Frustrations aside, I am excited to read quite a few of the books on the longlist, which is as follows:

  1. We Are All Completely Beside Ourselves, Karen Joy Fowler
  2. The Blazing World, Siri Hustvedt
  3. How to be Both, Ali Smith
  4. To Rise Again at a Decent Hour, Joshua Ferris
  5. The Narrow Road to the Deep North, Richard Flanagan
  6. J, Howard Jacobson
  7. The Wake, Paul Kingsnorth
  8. The Bone Clocks, David Mitchell
  9. The Lives of Others, Neel Mukherjee
  10. Us, David Nicholls
  11. The Dog, Joseph O’Neill
  12. Orfeo, Richard Powers
  13. History of the Rain, Niall Williams

I was surprised by the addition of David Nicholls, as a big fan of One Day I am excited to read it.
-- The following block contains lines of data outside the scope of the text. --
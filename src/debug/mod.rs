//! Debug tooling for tuning the controller at runtime.
//!
//! Features:
//! - Toggle verbose locomotion logging (NumpadMultiply)
//! - Dump the telemetry snapshot as JSON (F3)
//! - Log clip changes and one-shot completions

mod state;
mod systems;
mod ui;


pub use state::DebugState;
pub use systems::{clip_changed_line, clip_completed_line, snapshot_json};
pub use ui::DebugStatusMessage;

use bevy::prelude::*;

use crate::core::LocomotionSet;
use crate::debug::systems::{
    dump_snapshot, log_clip_messages, toggle_debug_mode, update_status_message,
};
use crate::debug::ui::{spawn_debug_status, update_debug_status};

pub struct DebugPlugin;

impl Plugin for DebugPlugin {
    fn build(&self, app: &mut App) {
        app.init_resource::<DebugState>()
            .add_systems(Startup, spawn_debug_status)
            .add_systems(
                Update,
                (toggle_debug_mode, dump_snapshot).in_set(LocomotionSet::Input),
            )
            .add_systems(
                Update,
                (log_clip_messages, update_status_message, update_debug_status)
                    .chain()
                    .in_set(LocomotionSet::Present),
            );
    }
}
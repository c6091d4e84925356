//! Animation domain: binding playback to the loaded skeleton.

use std::collections::HashMap;

use bevy::gltf::Gltf;
use bevy::prelude::*;

use crate::animation::{
    AnimationState, ClipChanged, ClipCompleted, ClipProvider, ClipSet, PlayOutcome, SelectionInput,
    select_with_rule,
};
use crate::content::CharacterDef;
use crate::core::SimClock;
use crate::movement::{LocomotionState, LocomotionTuning, Player};

/// Handle to the character's glTF, kept so its named clips can be looked up
/// once the scene spawns.
#[derive(Resource, Debug, Clone)]
pub struct CharacterAssets {
    pub gltf: Handle<Gltf>,
}

/// Graph node for every named clip in the model.
#[derive(Component, Debug, Clone, Default)]
pub struct ClipLibrary {
    pub nodes: HashMap<String, AnimationNodeIndex>,
}

/// The clip whose weight is ramping up, and how fast.
#[derive(Component, Debug, Clone, Default)]
pub struct ClipFades {
    pub target: Option<AnimationNodeIndex>,
    pub rate: f32,
}

/// Skeleton root bone pinned to its rest translation so clips with root
/// motion cannot drag the mesh off the body.
#[derive(Component, Debug, Clone, Copy)]
pub struct SkeletonRoot {
    pub rest: Vec3,
}

/// `ClipProvider` over a Bevy animation player.
pub struct PlayerClips<'a> {
    pub player: &'a mut AnimationPlayer,
    pub library: &'a ClipLibrary,
    pub fades: &'a mut ClipFades,
    pub blend_speed: f32,
    /// Clip that blends in at `sleep_blend_speed` instead.
    pub sleep_clip: &'a str,
    pub sleep_blend_speed: f32,
}

impl ClipProvider for PlayerClips<'_> {
    fn has_clip(&self, name: &str) -> bool {
        self.library.nodes.contains_key(name)
    }

    fn stop_all(&mut self) {
        self.player.stop_all();
        self.fades.target = None;
    }

    fn play(&mut self, name: &str, looped: bool) {
        let Some(&node) = self.library.nodes.get(name) else {
            return;
        };
        let active = self.player.start(node);
        active.set_weight(0.0);
        if looped {
            active.repeat();
        }
        self.fades.target = Some(node);
        self.fades.rate = if name == self.sleep_clip {
            self.sleep_blend_speed
        } else {
            self.blend_speed
        };
    }

    fn is_finished(&self, name: &str) -> bool {
        self.library
            .nodes
            .get(name)
            .and_then(|node| self.player.animation(*node))
            .is_none_or(|active| active.is_finished())
    }
}

/// Build the animation graph once the model's player appears, then give the
/// character its playback state. Retries each frame until the glTF asset is
/// available.
pub(crate) fn bind_clip_library(
    mut commands: Commands,
    assets: Option<Res<CharacterAssets>>,
    gltfs: Res<Assets<Gltf>>,
    mut graphs: ResMut<Assets<AnimationGraph>>,
    character: Res<CharacterDef>,
    players: Query<Entity, (With<AnimationPlayer>, Without<ClipLibrary>)>,
    characters: Query<Entity, (With<Player>, Without<AnimationState>)>,
    children: Query<&Children>,
    bones: Query<(&Name, &Transform)>,
) {
    let Some(assets) = assets else {
        return;
    };
    for entity in &players {
        let Some(gltf) = gltfs.get(&assets.gltf) else {
            return;
        };

        let mut graph = AnimationGraph::new();
        let root = graph.root;
        let nodes: HashMap<String, AnimationNodeIndex> = gltf
            .named_animations
            .iter()
            .map(|(name, clip)| (name.to_string(), graph.add_clip(clip.clone(), 0.0, root)))
            .collect();
        info!("Bound {} animation clips", nodes.len());

        commands.entity(entity).insert((
            AnimationGraphHandle(graphs.add(graph)),
            ClipLibrary { nodes },
            ClipFades::default(),
        ));
        for character in &characters {
            commands.entity(character).insert(AnimationState::default());
        }

        let root_bone = children.iter_descendants(entity).find_map(|bone| {
            bones
                .get(bone)
                .ok()
                .filter(|(name, _)| name.as_str() == character.skeleton_root)
                .map(|(_, transform)| (bone, transform.translation))
        });
        match root_bone {
            Some((bone, rest)) => {
                commands.entity(bone).insert(SkeletonRoot { rest });
            }
            None => warn!(
                "Skeleton root '{}' not found, root motion will not be pinned",
                character.skeleton_root
            ),
        }
    }
}

/// Select a clip for this tick and hand it to playback.
pub(crate) fn drive_animation(
    clock: Res<SimClock>,
    tuning: Res<LocomotionTuning>,
    clips: Res<ClipSet>,
    mut bodies: Query<(Entity, &LocomotionState, &mut AnimationState), With<Player>>,
    mut players: Query<(&mut AnimationPlayer, &ClipLibrary, &mut ClipFades)>,
    mut changed: MessageWriter<ClipChanged>,
) {
    let Ok((mut player, library, mut fades)) = players.single_mut() else {
        return;
    };
    for (entity, locomotion, mut animation) in &mut bodies {
        let input = SelectionInput {
            locomotion,
            current: animation.current(),
            now_ms: clock.now_ms(),
        };
        let (rule, descriptor) = select_with_rule(&input, &clips, &tuning);

        let mut provider = PlayerClips {
            player: &mut player,
            library,
            fades: &mut fades,
            blend_speed: tuning.anim_blend_speed,
            sleep_clip: clips.sleep.primary(),
            sleep_blend_speed: tuning.sleep_blend_speed,
        };
        let from = animation.current().map(|clip| clip.primary().to_owned());
        match animation.request(&descriptor, &mut provider) {
            PlayOutcome::Unchanged => {}
            PlayOutcome::Started => {
                if tuning.debug_mode {
                    info!("[DEBUG] Clip {:?} -> {} ({:?})", from, descriptor.primary(), rule);
                }
                changed.write(ClipChanged {
                    entity,
                    from,
                    to: descriptor.clone(),
                    rule,
                });
            }
            PlayOutcome::MissingClip(name) => {
                warn_once!("Clip '{}' is not in the loaded model, ignoring", name);
            }
        }
    }
}

/// Loop the follow-up once a one-shot finishes. Runs every frame.
pub(crate) fn poll_clip_completion(
    tuning: Res<LocomotionTuning>,
    clips: Res<ClipSet>,
    mut bodies: Query<(Entity, &mut AnimationState), With<Player>>,
    mut players: Query<(&mut AnimationPlayer, &ClipLibrary, &mut ClipFades)>,
    mut completed: MessageWriter<ClipCompleted>,
) {
    let Ok((mut player, library, mut fades)) = players.single_mut() else {
        return;
    };
    for (entity, mut animation) in &mut bodies {
        if !animation.is_transitioning() {
            continue;
        }
        let mut provider = PlayerClips {
            player: &mut player,
            library,
            fades: &mut fades,
            blend_speed: tuning.anim_blend_speed,
            sleep_clip: clips.sleep.primary(),
            sleep_blend_speed: tuning.sleep_blend_speed,
        };
        if let Some(clip) = animation.poll(&mut provider) {
            let follow_up = animation.current_name().unwrap_or_default().to_owned();
            completed.write(ClipCompleted {
                entity,
                clip,
                follow_up,
            });
        }
    }
}

/// Ease the active clip's weight toward full.
pub(crate) fn fade_clip_weights(mut players: Query<(&mut AnimationPlayer, &ClipFades)>) {
    for (mut player, fades) in &mut players {
        let Some(node) = fades.target else {
            continue;
        };
        if let Some(active) = player.animation_mut(node) {
            let weight = (active.weight() + fades.rate).min(1.0);
            active.set_weight(weight);
        }
    }
}

pub(crate) fn anchor_skeleton_root(mut roots: Query<(&SkeletonRoot, &mut Transform)>) {
    for (root, mut transform) in &mut roots {
        transform.translation = root.rest;
    }
}
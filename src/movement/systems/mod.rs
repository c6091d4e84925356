//! Movement domain: system modules for locomotion updates.

pub(crate) mod collisions;
pub(crate) mod input;
pub(crate) mod movement;
pub(crate) mod orientation;
pub(crate) mod telemetry;

pub(crate) use collisions::sense_ground;
pub(crate) use input::read_intent;
pub(crate) use movement::integrate_velocity;
pub(crate) use orientation::{orient_body, sync_mesh_to_body};
pub(crate) use telemetry::publish_snapshot;
//! Movement domain: the rigid-body and ground-query seams.
//!
//! The controller only talks to physics through these two traits, so the
//! locomotion math can run against Avian in game and against fakes in tests.

use avian3d::prelude::*;
use bevy::prelude::*;

pub trait RigidBodyHandle {
    fn position(&self) -> Vec3;
    fn set_position(&mut self, position: Vec3);
    fn rotation(&self) -> Quat;
    fn set_rotation(&mut self, rotation: Quat);
    fn linear_velocity(&self) -> Vec3;
    fn set_linear_velocity(&mut self, velocity: Vec3);
    fn angular_velocity(&self) -> Vec3;
    fn set_angular_velocity(&mut self, velocity: Vec3);
    fn mass(&self) -> f32;
}

/// A ray hit against walkable geometry.
#[derive(Debug, Clone, Copy, PartialEq)]
pub struct GroundHit {
    pub distance: f32,
    pub normal: Vec3,
}

pub trait GroundQuery {
    /// Cast a ray, ignoring `exclude`. Returns the closest hit within `max_distance`.
    fn cast(
        &self,
        origin: Vec3,
        direction: Dir3,
        max_distance: f32,
        exclude: &[Entity],
    ) -> Option<GroundHit>;
}

impl GroundQuery for SpatialQuery<'_, '_> {
    fn cast(
        &self,
        origin: Vec3,
        direction: Dir3,
        max_distance: f32,
        exclude: &[Entity],
    ) -> Option<GroundHit> {
        let filter = SpatialQueryFilter::from_excluded_entities(exclude.iter().copied());
        self.cast_ray(origin, direction, max_distance, true, &filter)
            .map(|hit| GroundHit {
                distance: hit.distance,
                normal: hit.normal,
            })
    }
}

/// Borrowed view over an Avian dynamic body.
pub struct AvianBody<'a> {
    pub transform: &'a mut Transform,
    pub linear: &'a mut LinearVelocity,
    pub angular: &'a mut AngularVelocity,
    pub mass: f32,
}

impl RigidBodyHandle for AvianBody<'_> {
    fn position(&self) -> Vec3 {
        self.transform.translation
    }

    fn set_position(&mut self, position: Vec3) {
        self.transform.translation = position;
    }

    fn rotation(&self) -> Quat {
        self.transform.rotation
    }

    fn set_rotation(&mut self, rotation: Quat) {
        self.transform.rotation = rotation;
    }

    fn linear_velocity(&self) -> Vec3 {
        self.linear.0
    }

    fn set_linear_velocity(&mut self, velocity: Vec3) {
        self.linear.0 = velocity;
    }

    fn angular_velocity(&self) -> Vec3 {
        self.angular.0
    }

    fn set_angular_velocity(&mut self, velocity: Vec3) {
        self.angular.0 = velocity;
    }

    fn mass(&self) -> f32 {
        self.mass
    }
}

/// Plain-value copy of a body. Sensing reads from one of these so it does not
/// flag the live components as changed.
#[derive(Debug, Clone, Copy, PartialEq)]
pub struct BodySample {
    pub position: Vec3,
    pub rotation: Quat,
    pub linear_velocity: Vec3,
    pub angular_velocity: Vec3,
    pub mass: f32,
}

impl Default for BodySample {
    fn default() -> Self {
        Self {
            position: Vec3::ZERO,
            rotation: Quat::IDENTITY,
            linear_velocity: Vec3::ZERO,
            angular_velocity: Vec3::ZERO,
            mass: 1.0,
        }
    }
}

impl BodySample {
    /// Copy the live Avian components without borrowing them mutably.
    pub fn capture(
        transform: &Transform,
        linear: &LinearVelocity,
        angular: &AngularVelocity,
        mass: Option<&ComputedMass>,
    ) -> Self {
        Self {
            position: transform.translation,
            rotation: transform.rotation,
            linear_velocity: linear.0,
            angular_velocity: angular.0,
            mass: mass.map_or(0.0, |m| m.value()),
        }
    }
}

impl RigidBodyHandle for BodySample {
    fn position(&self) -> Vec3 {
        self.position
    }

    fn set_position(&mut self, position: Vec3) {
        self.position = position;
    }

    fn rotation(&self) -> Quat {
        self.rotation
    }

    fn set_rotation(&mut self, rotation: Quat) {
        self.rotation = rotation;
    }

    fn linear_velocity(&self) -> Vec3 {
        self.linear_velocity
    }

    fn set_linear_velocity(&mut self, velocity: Vec3) {
        self.linear_velocity = velocity;
    }

    fn angular_velocity(&self) -> Vec3 {
        self.angular_velocity
    }

    fn set_angular_velocity(&mut self, velocity: Vec3) {
        self.angular_velocity = velocity;
    }

    fn mass(&self) -> f32 {
        self.mass
    }
}

/// Move a body and cancel all of its motion.
pub fn teleport(body: &mut impl RigidBodyHandle, position: Vec3) {
    body.set_position(position);
    body.set_linear_velocity(Vec3::ZERO);
    body.set_angular_velocity(Vec3::ZERO);
}
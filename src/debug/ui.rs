//! Debug domain: status overlay.

use bevy::prelude::*;

use crate::debug::state::DebugState;

/// Marker for status message text
#[derive(Component, Debug)]
pub struct DebugStatusMessage;

pub(crate) fn spawn_debug_status(mut commands: Commands) {
    commands.spawn((
        DebugStatusMessage,
        Text::new(""),
        TextFont {
            font_size: 14.0,
            ..default()
        },
        TextColor(Color::srgb(0.9, 0.7, 0.3)),
        Node {
            position_type: PositionType::Absolute,
            right: Val::Px(20.0),
            top: Val::Px(20.0),
            ..default()
        },
        ZIndex(500),
    ));
}

pub(crate) fn update_debug_status(
    debug_state: Res<DebugState>,
    mut text_query: Query<&mut Text, With<DebugStatusMessage>>,
) {
    if !debug_state.is_changed() {
        return;
    }
    let message = debug_state
        .status_message
        .as_ref()
        .map(|(msg, _)| msg.as_str())
        .unwrap_or_default();
    for mut text in &mut text_query {
        if text.0 != message {
            text.0 = message.to_string();
        }
    }
}
//! UI domain: locomotion telemetry readout and speed bar.

use bevy::prelude::*;

use crate::movement::{LocomotionSnapshot, LocomotionTuning};

pub(crate) const SPEEDBAR_WIDTH: f32 = 200.0;
pub(crate) const SPEEDBAR_HEIGHT: f32 = 12.0;
pub(crate) const HUD_PADDING: f32 = 16.0;

/// Marker for the telemetry HUD container
#[derive(Component)]
pub struct TelemetryHud;

/// Marker for the telemetry text block
#[derive(Component)]
pub struct TelemetryText;

/// Marker for the speed bar fill element
#[derive(Component)]
pub struct SpeedBarFill;

pub(crate) fn spawn_telemetry_hud(mut commands: Commands) {
    // Root container positioned at top-left
    commands
        .spawn((
            TelemetryHud,
            Node {
                position_type: PositionType::Absolute,
                left: Val::Px(HUD_PADDING),
                top: Val::Px(HUD_PADDING),
                flex_direction: FlexDirection::Column,
                row_gap: Val::Px(6.0),
                ..default()
            },
        ))
        .with_children(|parent| {
            parent.spawn((
                TelemetryText,
                Text::new(""),
                TextFont {
                    font_size: 14.0,
                    ..default()
                },
                TextColor(Color::srgb(0.9, 0.9, 0.9)),
            ));

            parent
                .spawn((
                    Node {
                        width: Val::Px(SPEEDBAR_WIDTH),
                        height: Val::Px(SPEEDBAR_HEIGHT),
                        border: UiRect::all(Val::Px(2.0)),
                        ..default()
                    },
                    BackgroundColor(Color::srgba(0.1, 0.1, 0.1, 0.8)),
                    BorderColor::all(Color::srgb(0.3, 0.3, 0.3)),
                ))
                .with_children(|bar| {
                    bar.spawn((
                        SpeedBarFill,
                        Node {
                            width: Val::Percent(0.0),
                            height: Val::Percent(100.0),
                            ..default()
                        },
                        BackgroundColor(Color::srgb(0.2, 0.8, 0.3)),
                    ));
                });
        });
}

/// Text shown in the HUD for one snapshot.
pub fn telemetry_lines(snapshot: &LocomotionSnapshot, tuning: &LocomotionTuning) -> String {
    let [x, y, z] = snapshot.position;
    format!(
        "speed {:.2} (horizontal {:.2}, target {:.2})\n\
         grounded {} | sliding {}\n\
         tilt {:.1} / {:.0} deg\n\
         position {:.2}, {:.2}, {:.2}\n\
         clip {}",
        snapshot.speed,
        snapshot.horizontal_speed,
        snapshot.current_move_speed,
        snapshot.grounded,
        snapshot.sliding,
        snapshot.tilt_degrees,
        tuning.max_walkable_angle,
        x,
        y,
        z,
        snapshot.clip.as_deref().unwrap_or("-"),
    )
}

/// Fill fraction of the speed bar, in `[0, 1]`.
pub fn speed_fraction(speed: f32, max_velocity: f32) -> f32 {
    if max_velocity <= 0.0 || !speed.is_finite() {
        return 0.0;
    }
    (speed / max_velocity).clamp(0.0, 1.0)
}

pub(crate) fn update_telemetry_hud(
    snapshot: Res<LocomotionSnapshot>,
    tuning: Res<LocomotionTuning>,
    mut text_query: Query<&mut Text, With<TelemetryText>>,
    mut fill_query: Query<(&mut Node, &mut BackgroundColor), With<SpeedBarFill>>,
) {
    if !snapshot.is_changed() {
        return;
    }

    for mut text in &mut text_query {
        text.0 = telemetry_lines(&snapshot, &tuning);
    }

    for (mut node, mut bg_color) in &mut fill_query {
        let fraction = speed_fraction(snapshot.speed, tuning.max_velocity);
        node.width = Val::Percent(fraction * 100.0);

        // Red while sliding, amber on steep ground
        bg_color.0 = if snapshot.sliding {
            Color::srgb(0.9, 0.2, 0.2)
        } else if snapshot.tilt_degrees > tuning.steep_angle {
            Color::srgb(0.9, 0.7, 0.2)
        } else {
            Color::srgb(0.2, 0.8, 0.3)
        };
    }
}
First on my to-read list are The Blazing World by Siri Hustvedt, History of the Rain by Niall Williams, and We Are All Completely Beside Ourselves by Karen Joy Fowler. For no other reason that they interested me, and they are published. I’m not sure I can sit patiently and wait till September for either Nicholls book or The Bone Clock by David Mitchell. With their nominations I wonder their publication dates will be pulled forward.

 What are your thoughts on the Man Booker prize?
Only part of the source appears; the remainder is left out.